* Data supplied:
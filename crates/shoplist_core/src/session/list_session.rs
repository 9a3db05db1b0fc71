//! Shopping-list interaction session.
//!
//! # Responsibility
//! - Drive the add/edit/remove/filter/clear flows over one item list.
//! - Recompute derived UI state after every mutation.
//!
//! # Invariants
//! - Persisted items and view rows stay in sync at operation boundaries.
//! - `Mode::Editing` targets a row that exists in the view.
//! - A remove only executes after an explicit confirmation.

use crate::repo::item_repo::ItemRepository;
use crate::store::{ItemStore, StoreError};
use crate::view::list_view::{ListView, RowId};
use log::info;
use std::error::Error;
use std::fmt::{Display, Formatter};

pub type SessionResult<T> = Result<T, SessionError>;

/// User-facing and internal errors raised by session operations.
///
/// `EmptyInput` and `Duplicate` are blocking notices: the triggering state
/// is unchanged and no mutation has occurred when they are returned.
#[derive(Debug)]
pub enum SessionError {
    /// Submitted item text is empty.
    EmptyInput,
    /// Item name already exists (add path only; edit bypasses this check).
    Duplicate(String),
    /// A row id no longer resolves to a view row.
    UnknownRow(RowId),
    Store(StoreError),
}

impl Display for SessionError {
    fn fmt(&self, f: &mut Formatter<'_>) -> std::fmt::Result {
        match self {
            Self::EmptyInput => write!(f, "submitted item text is empty"),
            Self::Duplicate(name) => write!(f, "item `{name}` already exists"),
            Self::UnknownRow(id) => write!(f, "row not found: {id}"),
            Self::Store(err) => write!(f, "{err}"),
        }
    }
}

impl Error for SessionError {
    fn source(&self) -> Option<&(dyn Error + 'static)> {
        match self {
            Self::Store(err) => Some(err),
            _ => None,
        }
    }
}

impl From<StoreError> for SessionError {
    fn from(value: StoreError) -> Self {
        Self::Store(value)
    }
}

/// Interaction state machine: appending vs. replacing on submit.
#[derive(Debug, Clone, Copy, PartialEq, Eq, Default)]
pub enum Mode {
    #[default]
    Normal,
    /// Exactly one row is targeted for replacement; the input mirrors its
    /// text and submit swaps the old entry for the new one.
    Editing(RowId),
}

/// How the submit affordance should be presented.
#[derive(Debug, Clone, Copy, PartialEq, Eq, Default)]
pub enum SubmitMode {
    #[default]
    Add,
    Update,
}

/// Derived UI state recomputed by every reconcile pass.
#[derive(Debug, Clone, Copy, PartialEq, Eq, Default)]
pub struct UiState {
    /// Whether the clear-all and filter controls should be shown.
    pub controls_visible: bool,
    pub submit_mode: SubmitMode,
}

/// One interactive shopping-list session over an injected store.
pub struct ListSession<S: ItemStore> {
    repo: ItemRepository<S>,
    view: ListView,
    mode: Mode,
    pending_remove: Option<RowId>,
    input: String,
    filter: String,
    ui: UiState,
}

impl<S: ItemStore> ListSession<S> {
    /// Opens a session: loads persisted items into the view and reconciles.
    pub fn open(store: S) -> SessionResult<Self> {
        let repo = ItemRepository::new(store);
        let mut view = ListView::new();
        let items = repo.list()?;
        view.render_all(&items);

        let mut session = Self {
            repo,
            view,
            mode: Mode::Normal,
            pending_remove: None,
            input: String::new(),
            filter: String::new(),
            ui: UiState::default(),
        };
        session.reconcile();
        info!(
            "event=session_open module=session status=ok items={}",
            session.view.len()
        );
        Ok(session)
    }

    /// Submits the current input text.
    ///
    /// Normal mode appends a fresh, non-duplicate item. Editing mode
    /// replaces the targeted row's original item with the new text (old
    /// entry removed, new entry appended; no duplicate check, matching the
    /// interactive edit flow). Returns the id of the appended row.
    ///
    /// # Errors
    /// - `EmptyInput` when the input is empty; mode is unchanged, so an
    ///   in-progress edit stays in progress.
    /// - `Duplicate` when adding a name that already exists (Normal only).
    pub fn submit(&mut self) -> SessionResult<RowId> {
        let text = self.input.clone();
        if text.is_empty() {
            info!("event=submit module=session status=rejected reason=empty_input");
            return Err(SessionError::EmptyInput);
        }

        let kind = match self.mode {
            Mode::Editing(target) => {
                let original = self
                    .view
                    .row(target)
                    .map(|row| row.name.clone())
                    .ok_or(SessionError::UnknownRow(target))?;
                self.repo.remove(&original)?;
                self.view.remove_row(target);
                "update"
            }
            Mode::Normal => {
                if self.repo.exists(&text)? {
                    info!("event=submit module=session status=rejected reason=duplicate");
                    return Err(SessionError::Duplicate(text));
                }
                "add"
            }
        };

        self.repo.add(&text)?;
        let id = self.view.append_row(text);
        self.reconcile();
        info!("event=submit module=session status=ok kind={kind}");
        Ok(id)
    }

    /// Enters (or retargets) edit mode on the given row.
    ///
    /// The input buffer mirrors the row's text and the submit affordance
    /// switches to Update. Clicking another row simply moves the target.
    pub fn begin_edit(&mut self, id: RowId) -> SessionResult<()> {
        let name = self
            .view
            .row(id)
            .map(|row| row.name.clone())
            .ok_or(SessionError::UnknownRow(id))?;

        self.mode = Mode::Editing(id);
        self.view.mark_editing(Some(id));
        self.input = name;
        self.ui.submit_mode = SubmitMode::Update;
        info!("event=edit_begin module=session status=ok");
        Ok(())
    }

    /// Records a pending remove and returns the item name for the
    /// confirmation prompt. No mutation happens until `confirm_remove`.
    pub fn request_remove(&mut self, id: RowId) -> SessionResult<String> {
        let name = self
            .view
            .row(id)
            .map(|row| row.name.clone())
            .ok_or(SessionError::UnknownRow(id))?;
        self.pending_remove = Some(id);
        Ok(name)
    }

    /// Executes the pending remove, if any.
    ///
    /// Removes all persisted entries with the row's name, detaches the row,
    /// and auto-cancels edit mode when the removed row was the edit target.
    /// Returns the removed name, or `None` when nothing was pending.
    pub fn confirm_remove(&mut self) -> SessionResult<Option<String>> {
        let Some(id) = self.pending_remove.take() else {
            return Ok(None);
        };
        let name = self
            .view
            .row(id)
            .map(|row| row.name.clone())
            .ok_or(SessionError::UnknownRow(id))?;

        self.repo.remove(&name)?;
        self.view.remove_row(id);
        if self.mode == Mode::Editing(id) {
            info!("event=edit_cancel module=session status=ok reason=target_removed");
        }
        self.reconcile();
        info!("event=remove module=session status=ok");
        Ok(Some(name))
    }

    /// Drops the pending remove prompt without mutating anything.
    pub fn decline_remove(&mut self) {
        self.pending_remove = None;
    }

    /// Clears the persisted list and all rows, from any state.
    pub fn clear_all(&mut self) -> SessionResult<()> {
        self.repo.clear()?;
        self.view.clear_all();
        self.reconcile();
        info!("event=clear_all module=session status=ok");
        Ok(())
    }

    /// Stores the filter text and applies it to the view.
    ///
    /// Not a mutating transition: reconcile does not run, and the filter
    /// survives reconcile passes triggered by other operations.
    pub fn set_filter(&mut self, text: impl Into<String>) {
        self.filter = text.into();
        self.view.apply_filter(&self.filter);
    }

    /// Resets the session to its default presentation.
    ///
    /// Hides the clear-all and filter controls when no rows remain, clears
    /// the input, restores the Add affordance, drops any pending prompt and
    /// forces the mode back to Normal.
    pub fn reconcile(&mut self) {
        self.input.clear();
        self.ui.controls_visible = !self.view.is_empty();
        self.ui.submit_mode = SubmitMode::Add;
        self.pending_remove = None;
        self.mode = Mode::Normal;
        self.view.mark_editing(None);
    }

    /// Appends one character to the input buffer.
    pub fn input_char(&mut self, c: char) {
        self.input.push(c);
    }

    /// Removes the last character from the input buffer.
    pub fn input_backspace(&mut self) {
        self.input.pop();
    }

    /// Replaces the input buffer wholesale.
    pub fn set_input(&mut self, text: impl Into<String>) {
        self.input = text.into();
    }

    pub fn view(&self) -> &ListView {
        &self.view
    }

    pub fn repo(&self) -> &ItemRepository<S> {
        &self.repo
    }

    pub fn mode(&self) -> Mode {
        self.mode
    }

    pub fn ui(&self) -> UiState {
        self.ui
    }

    pub fn input(&self) -> &str {
        &self.input
    }

    pub fn filter(&self) -> &str {
        &self.filter
    }

    /// Name of the row awaiting remove confirmation, if any.
    pub fn pending_remove_name(&self) -> Option<&str> {
        self.pending_remove
            .and_then(|id| self.view.row(id))
            .map(|row| row.name.as_str())
    }
}
//! Ordered row collection with editing and filter state.

use uuid::Uuid;

/// Stable identifier for one rendered row.
///
/// Generated per row and decoupled from any live UI artifact, so the
/// session can target rows without relying on object identity.
pub type RowId = Uuid;

/// One visual row of the item list.
#[derive(Debug, Clone, PartialEq, Eq)]
pub struct Row {
    pub id: RowId,
    pub name: String,
    /// At most one row in the view has this set.
    pub editing: bool,
    /// False when the active filter excludes this row.
    pub visible: bool,
}

impl Row {
    fn new(name: impl Into<String>) -> Self {
        Self {
            id: Uuid::new_v4(),
            name: name.into(),
            editing: false,
            visible: true,
        }
    }
}

/// The renderer-facing list state: ordered rows plus view flags.
#[derive(Debug, Default)]
pub struct ListView {
    rows: Vec<Row>,
}

impl ListView {
    pub fn new() -> Self {
        Self::default()
    }

    /// Rebuilds the view with one row per item, in sequence order.
    ///
    /// Drops all editing and filter marks along with the old rows.
    pub fn render_all(&mut self, items: &[String]) {
        self.rows = items.iter().map(Row::new).collect();
    }

    /// Appends one visible row and returns its stable id.
    ///
    /// New rows are appended visible regardless of the active filter; the
    /// filter only re-applies on the next `apply_filter` call, matching the
    /// interactive behavior of filter-as-you-type.
    pub fn append_row(&mut self, name: impl Into<String>) -> RowId {
        let row = Row::new(name);
        let id = row.id;
        self.rows.push(row);
        id
    }

    /// Detaches the row with the given id, if present.
    pub fn remove_row(&mut self, id: RowId) {
        self.rows.retain(|row| row.id != id);
    }

    /// Detaches all rows.
    pub fn clear_all(&mut self) {
        self.rows.clear();
    }

    /// Tags at most one row as being edited; untags all others.
    pub fn mark_editing(&mut self, target: Option<RowId>) {
        for row in &mut self.rows {
            row.editing = target == Some(row.id);
        }
    }

    /// Shows rows whose text contains `substring` case-insensitively and
    /// hides the rest. The empty string matches everything.
    pub fn apply_filter(&mut self, substring: &str) {
        let needle = substring.to_lowercase();
        for row in &mut self.rows {
            row.visible = row.name.to_lowercase().contains(&needle);
        }
    }

    pub fn rows(&self) -> &[Row] {
        &self.rows
    }

    pub fn row(&self, id: RowId) -> Option<&Row> {
        self.rows.iter().find(|row| row.id == id)
    }

    /// Total row count, hidden rows included.
    pub fn len(&self) -> usize {
        self.rows.len()
    }

    pub fn is_empty(&self) -> bool {
        self.rows.is_empty()
    }

    /// Rows currently shown under the active filter.
    pub fn visible_len(&self) -> usize {
        self.rows.iter().filter(|row| row.visible).count()
    }
}

#[cfg(test)]
mod tests {
    use super::ListView;

    fn view_with(names: &[&str]) -> ListView {
        let mut view = ListView::new();
        view.render_all(&names.iter().map(|n| n.to_string()).collect::<Vec<_>>());
        view
    }

    #[test]
    fn render_all_preserves_order() {
        let view = view_with(&["Milk", "Eggs", "Bread"]);
        let names: Vec<_> = view.rows().iter().map(|row| row.name.as_str()).collect();
        assert_eq!(names, ["Milk", "Eggs", "Bread"]);
    }

    #[test]
    fn append_and_remove_by_id() {
        let mut view = view_with(&["Milk"]);
        let id = view.append_row("Eggs");
        assert_eq!(view.len(), 2);

        view.remove_row(id);
        assert_eq!(view.len(), 1);
        assert_eq!(view.rows()[0].name, "Milk");
    }

    #[test]
    fn mark_editing_moves_the_single_mark() {
        let mut view = view_with(&["Milk", "Eggs"]);
        let first = view.rows()[0].id;
        let second = view.rows()[1].id;

        view.mark_editing(Some(first));
        assert!(view.row(first).unwrap().editing);
        assert!(!view.row(second).unwrap().editing);

        view.mark_editing(Some(second));
        assert!(!view.row(first).unwrap().editing);
        assert!(view.row(second).unwrap().editing);

        view.mark_editing(None);
        assert!(view.rows().iter().all(|row| !row.editing));
    }

    #[test]
    fn filter_is_case_insensitive_substring() {
        let mut view = view_with(&["Oat Milk", "Eggs", "milkshake"]);

        view.apply_filter("MILK");
        let shown: Vec<_> = view
            .rows()
            .iter()
            .filter(|row| row.visible)
            .map(|row| row.name.as_str())
            .collect();
        assert_eq!(shown, ["Oat Milk", "milkshake"]);

        view.apply_filter("");
        assert_eq!(view.visible_len(), 3);
    }
}
//! Repository layer over the item store.
//!
//! # Responsibility
//! - Expose use-case oriented list/exists/add/remove operations.
//! - Isolate storage and serialization details from session orchestration.
//!
//! # Invariants
//! - The repository never validates or deduplicates item names; callers
//!   must check `exists` before `add` where uniqueness matters.

pub mod item_repo;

* Try it: From the data above, reproduce word for word the lines running from the line with "has this set." to the line with "Detaches all rows.", ends included.

* Exercise response:
    /// At most one row in the view has this set.
    pub editing: bool,
    /// False when the active filter excludes this row.
    pub visible: bool,
}

impl Row {
    fn new(name: impl Into<String>) -> Self {
        Self {
            id: Uuid::new_v4(),
            name: name.into(),
            editing: false,
            visible: true,
        }
    }
}

/// The renderer-facing list state: ordered rows plus view flags.
#[derive(Debug, Default)]
pub struct ListView {
    rows: Vec<Row>,
}

impl ListView {
    pub fn new() -> Self {
        Self::default()
    }

    /// Rebuilds the view with one row per item, in sequence order.
    ///
    /// Drops all editing and filter marks along with the old rows.
    pub fn render_all(&mut self, items: &[String]) {
        self.rows = items.iter().map(Row::new).collect();
    }

    /// Appends one visible row and returns its stable id.
    ///
    /// New rows are appended visible regardless of the active filter; the
    /// filter only re-applies on the next `apply_filter` call, matching the
    /// interactive behavior of filter-as-you-type.
    pub fn append_row(&mut self, name: impl Into<String>) -> RowId {
        let row = Row::new(name);
        let id = row.id;
        self.rows.push(row);
        id
    }

    /// Detaches the row with the given id, if present.
    pub fn remove_row(&mut self, id: RowId) {
        self.rows.retain(|row| row.id != id);
    }

    /// Detaches all rows.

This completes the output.